What you return must be exactly the lines running from the one with "used when absent." to the end of the data below, inclusive, and nothing more.

————————

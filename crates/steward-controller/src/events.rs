//! Inbound reports from replica lifecycle managers and replicas.

use serde::{Deserialize, Serialize};

use steward_health::{HealthReport, ProbeResult};
use steward_state::{DeploymentId, ReplicaId, Timestamp};

#[derive(Debug, Clone, PartialEq, Serialize, Deserialize)]
#[serde(tag = "event", rename_all = "snake_case")]
pub enum ReplicaEventKind {
    /// The replica is up. `address` enables HTTP health probing.
    Started {
        #[serde(default)]
        address: Option<String>,
    },
    Stopped,
    StartFailed { error: String },
    /// A health check result observed outside the controller.
    HealthCheck { result: ProbeResult },
}

/// A lifecycle report about one replica.
#[derive(Debug, Clone, PartialEq, Serialize, Deserialize)]
pub struct ReplicaEvent {
    pub deployment: DeploymentId,
    pub replica_id: ReplicaId,
    #[serde(flatten)]
    pub kind: ReplicaEventKind,
}

impl From<HealthReport> for ReplicaEvent {
    fn from(report: HealthReport) -> Self {
        Self {
            deployment: report.deployment,
            replica_id: report.replica,
            kind: ReplicaEventKind::HealthCheck {
                result: report.result,
            },
        }
    }
}

/// One in-flight request count pushed by a replica.
#[derive(Debug, Clone, PartialEq, Serialize, Deserialize)]
pub struct LoadSample {
    pub deployment: DeploymentId,
    pub replica_id: ReplicaId,
    pub in_flight: f64,
    /// Receipt time is used when absent.
    #[serde(default)]
    pub timestamp: Option<Timestamp>,
}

————————

> _RESPONSE FOR THIS EXERCISE_
    /// Receipt time is used when absent.
    #[serde(default)]
    pub timestamp: Option<Timestamp>,
}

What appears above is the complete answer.